_What the task requires_.
The required result is each line of the entries below containing the string "stopped".

_Data_.
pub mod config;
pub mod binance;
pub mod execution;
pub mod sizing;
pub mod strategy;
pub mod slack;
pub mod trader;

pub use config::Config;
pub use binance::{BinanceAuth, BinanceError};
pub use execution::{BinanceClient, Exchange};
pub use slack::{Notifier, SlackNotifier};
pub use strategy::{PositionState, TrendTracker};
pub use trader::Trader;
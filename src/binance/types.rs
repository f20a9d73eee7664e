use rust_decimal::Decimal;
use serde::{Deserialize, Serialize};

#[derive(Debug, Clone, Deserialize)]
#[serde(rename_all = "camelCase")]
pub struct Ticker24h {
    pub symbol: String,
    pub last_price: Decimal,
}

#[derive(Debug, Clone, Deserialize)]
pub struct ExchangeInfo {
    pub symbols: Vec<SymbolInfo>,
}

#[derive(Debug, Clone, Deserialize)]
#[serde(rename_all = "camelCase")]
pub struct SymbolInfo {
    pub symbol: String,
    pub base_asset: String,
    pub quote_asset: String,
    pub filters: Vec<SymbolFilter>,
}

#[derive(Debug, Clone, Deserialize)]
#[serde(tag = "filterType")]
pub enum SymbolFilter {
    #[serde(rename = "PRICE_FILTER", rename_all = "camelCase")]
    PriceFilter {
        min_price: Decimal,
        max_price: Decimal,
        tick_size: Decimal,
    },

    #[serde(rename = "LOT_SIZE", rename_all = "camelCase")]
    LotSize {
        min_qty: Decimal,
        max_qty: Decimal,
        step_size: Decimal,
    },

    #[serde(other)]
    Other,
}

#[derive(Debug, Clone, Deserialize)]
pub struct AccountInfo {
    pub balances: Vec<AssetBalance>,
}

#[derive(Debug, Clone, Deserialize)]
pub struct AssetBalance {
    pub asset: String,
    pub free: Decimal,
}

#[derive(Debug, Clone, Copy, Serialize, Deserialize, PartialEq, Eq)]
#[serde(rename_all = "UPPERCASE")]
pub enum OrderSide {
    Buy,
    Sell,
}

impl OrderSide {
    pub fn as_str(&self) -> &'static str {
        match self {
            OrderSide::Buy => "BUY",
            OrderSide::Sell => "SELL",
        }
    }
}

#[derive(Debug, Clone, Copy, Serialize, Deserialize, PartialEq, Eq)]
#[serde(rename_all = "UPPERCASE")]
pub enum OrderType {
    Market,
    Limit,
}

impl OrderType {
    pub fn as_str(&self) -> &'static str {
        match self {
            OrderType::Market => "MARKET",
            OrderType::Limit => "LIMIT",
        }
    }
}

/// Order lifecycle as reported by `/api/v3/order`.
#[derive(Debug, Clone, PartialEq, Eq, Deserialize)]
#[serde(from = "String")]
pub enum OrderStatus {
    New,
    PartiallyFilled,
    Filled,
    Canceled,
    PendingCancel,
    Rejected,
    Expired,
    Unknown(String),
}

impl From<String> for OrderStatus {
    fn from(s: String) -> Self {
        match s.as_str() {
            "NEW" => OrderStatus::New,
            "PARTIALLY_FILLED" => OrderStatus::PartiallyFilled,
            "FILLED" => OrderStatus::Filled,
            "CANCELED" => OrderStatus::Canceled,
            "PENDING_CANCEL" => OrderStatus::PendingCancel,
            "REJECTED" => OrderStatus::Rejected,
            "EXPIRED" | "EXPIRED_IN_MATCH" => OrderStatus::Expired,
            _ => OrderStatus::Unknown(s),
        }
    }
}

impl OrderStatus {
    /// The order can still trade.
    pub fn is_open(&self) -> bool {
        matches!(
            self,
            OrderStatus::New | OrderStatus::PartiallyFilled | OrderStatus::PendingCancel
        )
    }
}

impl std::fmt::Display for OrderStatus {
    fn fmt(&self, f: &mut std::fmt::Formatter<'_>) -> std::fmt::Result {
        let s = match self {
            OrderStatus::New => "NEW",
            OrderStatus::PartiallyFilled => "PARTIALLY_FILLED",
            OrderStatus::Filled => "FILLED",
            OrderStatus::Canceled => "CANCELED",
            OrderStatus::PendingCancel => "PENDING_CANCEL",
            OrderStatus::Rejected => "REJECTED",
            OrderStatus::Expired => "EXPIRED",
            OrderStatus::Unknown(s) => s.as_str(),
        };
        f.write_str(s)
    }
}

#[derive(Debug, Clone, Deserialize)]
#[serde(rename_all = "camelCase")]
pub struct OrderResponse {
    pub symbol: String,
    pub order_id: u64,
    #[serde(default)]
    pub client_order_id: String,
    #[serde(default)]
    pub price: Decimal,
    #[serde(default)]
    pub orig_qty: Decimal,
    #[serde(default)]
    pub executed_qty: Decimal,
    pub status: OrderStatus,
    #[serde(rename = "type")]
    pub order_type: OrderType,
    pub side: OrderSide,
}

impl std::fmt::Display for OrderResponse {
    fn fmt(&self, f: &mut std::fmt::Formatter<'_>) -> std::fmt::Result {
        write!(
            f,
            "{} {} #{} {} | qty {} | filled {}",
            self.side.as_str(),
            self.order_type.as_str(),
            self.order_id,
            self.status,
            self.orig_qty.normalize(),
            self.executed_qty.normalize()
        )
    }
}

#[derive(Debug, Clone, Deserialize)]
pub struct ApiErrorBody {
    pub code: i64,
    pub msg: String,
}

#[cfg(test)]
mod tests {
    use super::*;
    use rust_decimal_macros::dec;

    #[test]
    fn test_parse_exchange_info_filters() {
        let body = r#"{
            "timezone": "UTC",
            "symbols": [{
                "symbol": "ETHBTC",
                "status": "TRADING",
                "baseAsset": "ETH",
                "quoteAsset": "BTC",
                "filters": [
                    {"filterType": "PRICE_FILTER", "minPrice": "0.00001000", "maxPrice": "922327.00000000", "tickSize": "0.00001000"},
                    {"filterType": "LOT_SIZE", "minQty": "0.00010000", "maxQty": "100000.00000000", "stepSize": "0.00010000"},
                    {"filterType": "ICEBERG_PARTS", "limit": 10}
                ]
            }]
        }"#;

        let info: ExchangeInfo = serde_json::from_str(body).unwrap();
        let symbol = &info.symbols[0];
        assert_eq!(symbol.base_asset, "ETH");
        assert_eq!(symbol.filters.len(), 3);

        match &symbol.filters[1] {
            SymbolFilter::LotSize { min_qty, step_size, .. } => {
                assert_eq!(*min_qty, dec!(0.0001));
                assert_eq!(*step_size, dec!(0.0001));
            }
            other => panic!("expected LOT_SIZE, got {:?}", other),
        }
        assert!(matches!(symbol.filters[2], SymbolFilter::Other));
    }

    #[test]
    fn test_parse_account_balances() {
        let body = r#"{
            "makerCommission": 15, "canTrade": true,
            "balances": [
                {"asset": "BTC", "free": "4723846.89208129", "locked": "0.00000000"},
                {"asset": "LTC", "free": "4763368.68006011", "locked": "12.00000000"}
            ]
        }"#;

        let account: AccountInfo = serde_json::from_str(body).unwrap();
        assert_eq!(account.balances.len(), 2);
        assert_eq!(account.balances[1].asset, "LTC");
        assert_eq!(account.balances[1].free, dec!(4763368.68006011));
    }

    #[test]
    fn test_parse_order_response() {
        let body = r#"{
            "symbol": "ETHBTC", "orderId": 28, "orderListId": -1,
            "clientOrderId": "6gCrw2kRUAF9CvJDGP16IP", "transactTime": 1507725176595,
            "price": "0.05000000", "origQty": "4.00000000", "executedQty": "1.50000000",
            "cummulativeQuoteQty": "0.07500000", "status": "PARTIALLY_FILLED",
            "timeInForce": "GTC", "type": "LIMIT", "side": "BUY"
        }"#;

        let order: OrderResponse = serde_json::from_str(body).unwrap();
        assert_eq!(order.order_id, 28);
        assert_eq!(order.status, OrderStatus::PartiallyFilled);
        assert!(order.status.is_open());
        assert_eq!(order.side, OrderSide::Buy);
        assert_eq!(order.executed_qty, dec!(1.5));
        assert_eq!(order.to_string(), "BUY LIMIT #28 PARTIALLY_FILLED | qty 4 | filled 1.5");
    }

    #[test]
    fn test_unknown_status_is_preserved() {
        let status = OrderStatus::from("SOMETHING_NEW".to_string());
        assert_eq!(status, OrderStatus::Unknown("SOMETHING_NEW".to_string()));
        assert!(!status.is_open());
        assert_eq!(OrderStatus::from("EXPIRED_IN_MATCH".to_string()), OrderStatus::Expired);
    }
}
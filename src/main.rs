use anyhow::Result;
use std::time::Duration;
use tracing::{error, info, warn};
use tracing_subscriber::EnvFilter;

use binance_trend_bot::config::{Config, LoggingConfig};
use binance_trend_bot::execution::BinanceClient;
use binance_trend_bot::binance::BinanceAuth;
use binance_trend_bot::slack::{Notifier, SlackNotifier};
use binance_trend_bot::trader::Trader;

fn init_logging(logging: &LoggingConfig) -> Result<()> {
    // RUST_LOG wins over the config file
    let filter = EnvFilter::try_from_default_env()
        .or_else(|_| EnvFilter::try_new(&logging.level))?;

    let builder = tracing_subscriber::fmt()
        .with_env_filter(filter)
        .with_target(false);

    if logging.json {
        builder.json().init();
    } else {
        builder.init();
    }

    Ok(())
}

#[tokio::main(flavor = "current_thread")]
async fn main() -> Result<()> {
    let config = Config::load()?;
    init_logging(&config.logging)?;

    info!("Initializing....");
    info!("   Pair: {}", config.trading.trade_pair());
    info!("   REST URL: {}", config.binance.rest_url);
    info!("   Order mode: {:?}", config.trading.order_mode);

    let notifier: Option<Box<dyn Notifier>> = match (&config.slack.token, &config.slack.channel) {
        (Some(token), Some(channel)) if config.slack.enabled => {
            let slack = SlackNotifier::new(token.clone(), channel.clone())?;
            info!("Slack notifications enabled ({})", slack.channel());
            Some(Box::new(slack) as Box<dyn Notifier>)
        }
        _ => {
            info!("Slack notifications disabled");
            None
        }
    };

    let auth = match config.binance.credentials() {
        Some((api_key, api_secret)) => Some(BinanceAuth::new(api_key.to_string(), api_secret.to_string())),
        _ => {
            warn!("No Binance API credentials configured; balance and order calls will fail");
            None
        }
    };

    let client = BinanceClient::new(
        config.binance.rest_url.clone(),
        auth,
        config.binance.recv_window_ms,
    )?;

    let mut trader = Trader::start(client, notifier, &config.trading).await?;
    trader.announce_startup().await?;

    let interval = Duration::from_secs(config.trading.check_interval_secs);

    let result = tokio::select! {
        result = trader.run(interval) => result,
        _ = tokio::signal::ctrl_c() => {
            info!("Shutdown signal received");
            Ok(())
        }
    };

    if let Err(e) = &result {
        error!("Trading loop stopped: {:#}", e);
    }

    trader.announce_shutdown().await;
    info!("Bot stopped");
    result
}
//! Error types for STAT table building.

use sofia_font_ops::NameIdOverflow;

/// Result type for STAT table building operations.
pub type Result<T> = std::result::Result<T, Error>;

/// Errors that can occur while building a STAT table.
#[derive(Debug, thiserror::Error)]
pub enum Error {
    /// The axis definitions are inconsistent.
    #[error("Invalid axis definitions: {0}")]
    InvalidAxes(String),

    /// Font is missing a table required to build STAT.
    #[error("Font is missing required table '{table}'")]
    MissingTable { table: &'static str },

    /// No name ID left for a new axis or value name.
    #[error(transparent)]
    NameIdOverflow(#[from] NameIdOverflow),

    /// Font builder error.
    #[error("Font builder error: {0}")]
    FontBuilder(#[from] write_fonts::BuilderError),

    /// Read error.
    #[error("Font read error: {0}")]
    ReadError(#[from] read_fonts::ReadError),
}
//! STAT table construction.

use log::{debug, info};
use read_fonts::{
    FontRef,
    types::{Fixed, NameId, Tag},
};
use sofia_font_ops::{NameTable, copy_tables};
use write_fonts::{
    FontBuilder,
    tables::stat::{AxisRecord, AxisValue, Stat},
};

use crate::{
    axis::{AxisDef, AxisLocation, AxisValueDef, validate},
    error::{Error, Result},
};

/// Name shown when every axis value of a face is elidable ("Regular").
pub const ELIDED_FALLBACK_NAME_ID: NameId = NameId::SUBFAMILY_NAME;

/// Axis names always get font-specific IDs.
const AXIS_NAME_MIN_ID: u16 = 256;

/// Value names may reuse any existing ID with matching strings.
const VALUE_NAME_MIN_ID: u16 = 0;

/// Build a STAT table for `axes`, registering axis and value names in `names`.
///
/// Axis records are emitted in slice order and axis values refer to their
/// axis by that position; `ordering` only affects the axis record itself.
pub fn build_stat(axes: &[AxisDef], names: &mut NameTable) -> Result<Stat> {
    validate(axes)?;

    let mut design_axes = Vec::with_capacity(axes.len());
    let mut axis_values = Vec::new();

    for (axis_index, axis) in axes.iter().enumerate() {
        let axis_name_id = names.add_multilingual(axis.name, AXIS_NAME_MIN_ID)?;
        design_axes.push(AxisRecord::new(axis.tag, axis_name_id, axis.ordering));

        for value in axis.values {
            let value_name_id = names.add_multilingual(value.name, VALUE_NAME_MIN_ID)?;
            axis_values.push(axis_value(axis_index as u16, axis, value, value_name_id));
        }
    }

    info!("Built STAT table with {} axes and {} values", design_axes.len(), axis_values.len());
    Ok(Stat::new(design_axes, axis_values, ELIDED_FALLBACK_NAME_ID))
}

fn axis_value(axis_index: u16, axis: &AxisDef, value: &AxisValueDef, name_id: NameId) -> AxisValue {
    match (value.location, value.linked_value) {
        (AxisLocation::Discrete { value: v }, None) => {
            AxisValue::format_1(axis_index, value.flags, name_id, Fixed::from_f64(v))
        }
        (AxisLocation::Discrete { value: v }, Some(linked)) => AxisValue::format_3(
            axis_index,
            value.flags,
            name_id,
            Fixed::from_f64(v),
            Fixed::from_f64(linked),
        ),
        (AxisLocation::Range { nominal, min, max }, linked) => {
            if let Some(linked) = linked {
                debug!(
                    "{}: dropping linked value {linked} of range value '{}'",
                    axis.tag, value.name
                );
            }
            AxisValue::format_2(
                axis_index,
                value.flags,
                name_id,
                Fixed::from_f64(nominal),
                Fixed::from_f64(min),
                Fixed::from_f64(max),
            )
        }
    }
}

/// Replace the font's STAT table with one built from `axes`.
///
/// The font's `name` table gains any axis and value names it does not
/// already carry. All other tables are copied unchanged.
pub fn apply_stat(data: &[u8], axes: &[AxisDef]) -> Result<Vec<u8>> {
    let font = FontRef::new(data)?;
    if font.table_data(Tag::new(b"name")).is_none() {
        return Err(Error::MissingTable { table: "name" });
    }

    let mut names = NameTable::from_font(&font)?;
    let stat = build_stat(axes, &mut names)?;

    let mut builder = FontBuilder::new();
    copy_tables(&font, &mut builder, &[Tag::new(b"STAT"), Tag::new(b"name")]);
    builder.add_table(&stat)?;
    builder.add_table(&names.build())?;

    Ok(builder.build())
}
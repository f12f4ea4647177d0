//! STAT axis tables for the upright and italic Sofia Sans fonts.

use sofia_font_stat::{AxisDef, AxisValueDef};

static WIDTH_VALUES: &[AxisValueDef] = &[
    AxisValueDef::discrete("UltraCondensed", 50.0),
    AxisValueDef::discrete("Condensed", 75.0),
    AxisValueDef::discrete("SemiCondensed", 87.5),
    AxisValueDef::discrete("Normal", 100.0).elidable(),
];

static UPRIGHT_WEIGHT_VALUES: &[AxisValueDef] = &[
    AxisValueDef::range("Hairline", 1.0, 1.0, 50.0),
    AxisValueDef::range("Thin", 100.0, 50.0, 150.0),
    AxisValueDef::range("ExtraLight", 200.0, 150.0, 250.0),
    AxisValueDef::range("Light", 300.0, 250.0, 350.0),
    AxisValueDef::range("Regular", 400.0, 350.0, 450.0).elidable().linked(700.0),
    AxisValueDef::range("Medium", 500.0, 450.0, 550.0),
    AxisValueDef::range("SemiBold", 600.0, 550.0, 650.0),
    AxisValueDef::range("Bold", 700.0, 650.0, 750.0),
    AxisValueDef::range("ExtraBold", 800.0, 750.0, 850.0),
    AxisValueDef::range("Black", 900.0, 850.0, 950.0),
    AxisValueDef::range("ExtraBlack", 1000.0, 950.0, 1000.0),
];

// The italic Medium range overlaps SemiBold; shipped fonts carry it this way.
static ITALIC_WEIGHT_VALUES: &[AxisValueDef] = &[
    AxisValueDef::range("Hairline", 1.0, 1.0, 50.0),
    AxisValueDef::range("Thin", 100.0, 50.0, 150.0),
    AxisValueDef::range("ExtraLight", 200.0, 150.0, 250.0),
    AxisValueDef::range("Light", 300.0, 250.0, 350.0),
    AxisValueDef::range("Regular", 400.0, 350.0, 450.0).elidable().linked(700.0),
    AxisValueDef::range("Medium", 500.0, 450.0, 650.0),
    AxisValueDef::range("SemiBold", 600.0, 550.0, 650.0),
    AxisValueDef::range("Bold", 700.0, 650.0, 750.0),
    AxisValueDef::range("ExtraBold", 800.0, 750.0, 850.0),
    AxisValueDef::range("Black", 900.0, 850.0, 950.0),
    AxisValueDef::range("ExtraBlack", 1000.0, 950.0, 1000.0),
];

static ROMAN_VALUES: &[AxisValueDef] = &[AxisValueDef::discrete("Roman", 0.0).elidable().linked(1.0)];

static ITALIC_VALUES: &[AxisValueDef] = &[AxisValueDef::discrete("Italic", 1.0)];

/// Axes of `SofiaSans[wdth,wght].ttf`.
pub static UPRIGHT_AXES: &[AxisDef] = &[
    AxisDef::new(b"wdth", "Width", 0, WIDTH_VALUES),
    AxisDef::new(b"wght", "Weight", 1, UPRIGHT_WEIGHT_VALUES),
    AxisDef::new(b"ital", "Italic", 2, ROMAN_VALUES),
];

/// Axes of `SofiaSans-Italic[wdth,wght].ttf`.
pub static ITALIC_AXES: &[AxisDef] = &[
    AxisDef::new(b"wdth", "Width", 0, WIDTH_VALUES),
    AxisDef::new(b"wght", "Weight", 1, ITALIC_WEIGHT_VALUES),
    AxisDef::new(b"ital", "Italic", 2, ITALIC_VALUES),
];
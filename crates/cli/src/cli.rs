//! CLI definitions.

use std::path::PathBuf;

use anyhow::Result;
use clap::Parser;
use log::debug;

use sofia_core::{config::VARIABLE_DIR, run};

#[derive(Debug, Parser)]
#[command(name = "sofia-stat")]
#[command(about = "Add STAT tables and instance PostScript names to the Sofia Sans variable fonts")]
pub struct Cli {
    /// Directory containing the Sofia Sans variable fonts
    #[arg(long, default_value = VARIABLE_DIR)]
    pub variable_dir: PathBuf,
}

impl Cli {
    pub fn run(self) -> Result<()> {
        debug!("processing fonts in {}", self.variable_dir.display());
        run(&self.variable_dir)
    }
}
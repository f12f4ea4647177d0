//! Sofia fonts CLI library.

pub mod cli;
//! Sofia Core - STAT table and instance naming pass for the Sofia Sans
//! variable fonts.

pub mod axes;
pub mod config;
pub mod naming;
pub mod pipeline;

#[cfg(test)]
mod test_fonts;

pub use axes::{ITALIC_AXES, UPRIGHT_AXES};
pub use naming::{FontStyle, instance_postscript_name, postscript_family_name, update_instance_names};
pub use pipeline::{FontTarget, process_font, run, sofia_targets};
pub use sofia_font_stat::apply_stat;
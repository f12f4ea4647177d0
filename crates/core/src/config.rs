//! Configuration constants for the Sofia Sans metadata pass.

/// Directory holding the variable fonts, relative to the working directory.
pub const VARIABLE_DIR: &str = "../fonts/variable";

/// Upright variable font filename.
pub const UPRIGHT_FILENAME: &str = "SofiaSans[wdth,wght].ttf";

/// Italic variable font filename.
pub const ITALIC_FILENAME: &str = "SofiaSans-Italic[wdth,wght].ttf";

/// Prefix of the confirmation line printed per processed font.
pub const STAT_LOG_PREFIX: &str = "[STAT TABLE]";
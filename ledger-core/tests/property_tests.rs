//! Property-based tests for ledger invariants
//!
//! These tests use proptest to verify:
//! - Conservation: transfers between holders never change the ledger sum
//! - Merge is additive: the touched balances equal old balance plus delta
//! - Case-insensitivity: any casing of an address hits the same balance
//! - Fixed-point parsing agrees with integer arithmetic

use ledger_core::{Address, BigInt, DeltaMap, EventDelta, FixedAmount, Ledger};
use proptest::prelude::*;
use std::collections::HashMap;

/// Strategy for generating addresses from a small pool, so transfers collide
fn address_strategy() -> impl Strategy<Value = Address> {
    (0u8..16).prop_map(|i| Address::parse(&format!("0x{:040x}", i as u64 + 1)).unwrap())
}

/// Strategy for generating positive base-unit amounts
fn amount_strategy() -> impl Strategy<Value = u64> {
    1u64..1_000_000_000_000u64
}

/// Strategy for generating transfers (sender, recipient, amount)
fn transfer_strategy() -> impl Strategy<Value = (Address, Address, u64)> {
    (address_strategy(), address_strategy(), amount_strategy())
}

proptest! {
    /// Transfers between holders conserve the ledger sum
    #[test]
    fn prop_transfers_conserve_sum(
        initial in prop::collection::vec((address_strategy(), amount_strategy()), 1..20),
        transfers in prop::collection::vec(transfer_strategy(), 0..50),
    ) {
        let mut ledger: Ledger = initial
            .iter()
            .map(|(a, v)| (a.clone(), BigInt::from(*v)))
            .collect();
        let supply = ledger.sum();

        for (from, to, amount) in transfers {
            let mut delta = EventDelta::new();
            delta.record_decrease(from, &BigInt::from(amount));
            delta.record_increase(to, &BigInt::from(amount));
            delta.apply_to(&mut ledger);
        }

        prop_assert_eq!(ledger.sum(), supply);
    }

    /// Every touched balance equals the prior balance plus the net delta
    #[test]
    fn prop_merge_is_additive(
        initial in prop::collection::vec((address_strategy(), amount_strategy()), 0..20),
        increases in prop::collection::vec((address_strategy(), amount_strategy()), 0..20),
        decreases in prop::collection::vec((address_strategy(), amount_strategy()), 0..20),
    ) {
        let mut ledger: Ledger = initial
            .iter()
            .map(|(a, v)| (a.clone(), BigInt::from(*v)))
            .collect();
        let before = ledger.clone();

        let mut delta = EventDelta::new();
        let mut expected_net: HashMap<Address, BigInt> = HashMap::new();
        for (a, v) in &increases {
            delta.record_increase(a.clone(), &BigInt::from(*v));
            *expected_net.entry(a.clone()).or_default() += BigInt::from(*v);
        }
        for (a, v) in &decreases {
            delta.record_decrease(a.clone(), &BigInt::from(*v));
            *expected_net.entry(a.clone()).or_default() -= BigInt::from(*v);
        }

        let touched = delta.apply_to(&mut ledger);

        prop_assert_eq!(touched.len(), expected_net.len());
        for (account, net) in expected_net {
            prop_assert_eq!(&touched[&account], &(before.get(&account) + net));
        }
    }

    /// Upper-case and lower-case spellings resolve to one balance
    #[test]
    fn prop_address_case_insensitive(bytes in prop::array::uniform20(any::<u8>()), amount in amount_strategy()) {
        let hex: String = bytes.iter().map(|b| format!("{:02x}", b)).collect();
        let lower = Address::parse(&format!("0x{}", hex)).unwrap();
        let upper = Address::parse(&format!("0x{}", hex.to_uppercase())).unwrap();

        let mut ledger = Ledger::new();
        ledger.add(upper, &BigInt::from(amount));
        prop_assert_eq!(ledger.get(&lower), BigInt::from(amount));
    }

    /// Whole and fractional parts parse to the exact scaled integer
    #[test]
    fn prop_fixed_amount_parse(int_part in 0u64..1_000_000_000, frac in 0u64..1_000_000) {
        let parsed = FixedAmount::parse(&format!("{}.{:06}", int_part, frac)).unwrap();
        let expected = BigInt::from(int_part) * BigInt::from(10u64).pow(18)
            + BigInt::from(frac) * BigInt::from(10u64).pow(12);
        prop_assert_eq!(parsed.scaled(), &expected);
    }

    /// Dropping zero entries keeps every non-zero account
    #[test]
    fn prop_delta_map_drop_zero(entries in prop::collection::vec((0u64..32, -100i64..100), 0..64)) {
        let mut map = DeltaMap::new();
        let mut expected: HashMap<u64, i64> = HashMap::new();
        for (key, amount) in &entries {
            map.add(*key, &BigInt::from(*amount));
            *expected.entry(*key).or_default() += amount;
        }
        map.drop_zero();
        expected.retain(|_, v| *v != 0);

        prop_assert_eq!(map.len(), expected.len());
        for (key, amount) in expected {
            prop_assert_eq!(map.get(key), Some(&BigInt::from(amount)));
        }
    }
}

_Answer box_.
        error!("Trading loop stopped: {:#}", e);
    info!("Bot stopped");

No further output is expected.